On a hike through Tommy Thompson Park in Toronto near the end of May, I noticed a bird sitting in a tree. It was small in size and yellow in color: a female Orchard Oriole.
She sat on an exposed perch with a long piece of grass in her mouth. Was she collecting nesting material? She turned her head this way and that. First to the right.
And then to the left. What was she looking for?
Suddenly, a male Orchard Oriole appeared on a branch just below the female. In contrast to the female’s rather drab plumage, the male’s feathers were colored dark red and black.
He sat in place for a minute, then did something strange. Bending over, he pressed his wings down and exposed the richly colored plumage of his back.
Was the female impressed with this display? When the male looked to the right, she turned her head to the left.
When he looked to the left, she turned her head to the right.

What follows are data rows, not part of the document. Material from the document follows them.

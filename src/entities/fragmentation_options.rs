// 3rd party imports
use serde::{Deserialize, Serialize};

// internal imports
use crate::entities::ion_type::{IonType, IonTypeArray};

/// Display and neutral loss switches of one ion type
///
#[derive(Clone, Copy, Debug, PartialEq, Serialize, Deserialize)]
#[serde(default)]
pub struct IonTypeOptions {
    pub show_ion: bool,
    pub neutral_loss_water: bool,
    pub neutral_loss_ammonia: bool,
    pub neutral_loss_phosphate: bool,
}

impl Default for IonTypeOptions {
    fn default() -> Self {
        Self {
            show_ion: true,
            neutral_loss_water: true,
            neutral_loss_ammonia: true,
            neutral_loss_phosphate: true,
        }
    }
}

/// Peak intensities. Negative values are allowed, e.g. for inverted plots.
///
#[derive(Clone, Copy, Debug, PartialEq, Serialize, Deserialize)]
#[serde(default)]
pub struct IntensityOptions {
    pub ion_type: IonTypeArray<f64>,
    pub shoulder_ion: f64,
    pub neutral_loss: f64,
}

impl Default for IntensityOptions {
    fn default() -> Self {
        Self {
            ion_type: IonTypeArray::from_fn(|ion_type| match ion_type {
                IonType::A => 20.0,
                IonType::B | IonType::C | IonType::Y | IonType::Z => 100.0,
            }),
            shoulder_ion: 50.0,
            neutral_loss: 20.0,
        }
    }
}

/// Configuration of the theoretical fragment spectrum
///
#[derive(Clone, Debug, PartialEq, Serialize, Deserialize)]
#[serde(default)]
pub struct FragmentationSpectrumOptions {
    pub intensity_options: IntensityOptions,
    pub ion_type_options: IonTypeArray<IonTypeOptions>,
    pub water_loss_symbol: String,
    pub ammonia_loss_symbol: String,
    pub phosphate_loss_symbol: String,
    pub double_charge_ions_show: bool,
    /// Minimum singly charged mass for emitting 2+ ions
    pub double_charge_ions_threshold: f64,
    pub triple_charge_ions_show: bool,
    /// Minimum singly charged mass for emitting 3+ ions
    pub triple_charge_ions_threshold: f64,
}

impl Default for FragmentationSpectrumOptions {
    fn default() -> Self {
        Self {
            intensity_options: IntensityOptions::default(),
            ion_type_options: IonTypeArray::from_fn(|ion_type| match ion_type {
                IonType::A => IonTypeOptions {
                    neutral_loss_water: false,
                    ..IonTypeOptions::default()
                },
                IonType::B | IonType::Y => IonTypeOptions::default(),
                IonType::C | IonType::Z => IonTypeOptions {
                    show_ion: false,
                    ..IonTypeOptions::default()
                },
            }),
            water_loss_symbol: "-H2O".to_string(),
            ammonia_loss_symbol: "-NH3".to_string(),
            phosphate_loss_symbol: "-H3PO4".to_string(),
            double_charge_ions_show: true,
            double_charge_ions_threshold: 800.0,
            triple_charge_ions_show: false,
            triple_charge_ions_threshold: 900.0,
        }
    }
}

impl FragmentationSpectrumOptions {
    /// Returns whether ions of the given charge are shown and the mass threshold for it.
    /// Charge 1 is always shown.
    ///
    /// # Arguments
    /// * `charge` - Charge state
    ///
    pub fn get_charge_settings(&self, charge: u8) -> (bool, f64) {
        match charge {
            1 => (true, 0.0),
            2 => (self.double_charge_ions_show, self.double_charge_ions_threshold),
            3 => (self.triple_charge_ions_show, self.triple_charge_ions_threshold),
            _ => (false, 0.0),
        }
    }
}
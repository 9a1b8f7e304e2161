/// Reader for modification symbol CSV files
pub mod reader;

Perhaps they weren’t hitting it off. The male, impatient, soon flew away. The female was alone again, with the piece of grass in her bill. Did it have a slightly bitter taste, now that her suitor was gone? How much longer would she sit there, waiting for the perfect mate?
3 thoughts on “Courtship Behavior of the Orchard Oriole: A photo essay”
Just got this from Vid. Pretty exciting to witness that behaviour. Not sure I’ve seen a male and female Orchard Oriole close enough to fit in the same picture so to see a mating ritual and to be able to document so of the behaviour would certainly make one’s day.
Thanks, Walter–I’m glad you enjoyed the photo essay. I have to admit, it took me a while to realize what was going on, but I was very happy to watch the story as it unfolded.
I’m glad you kept clicking away. I’m still chuckling although the orioles likely took the encounter seriously.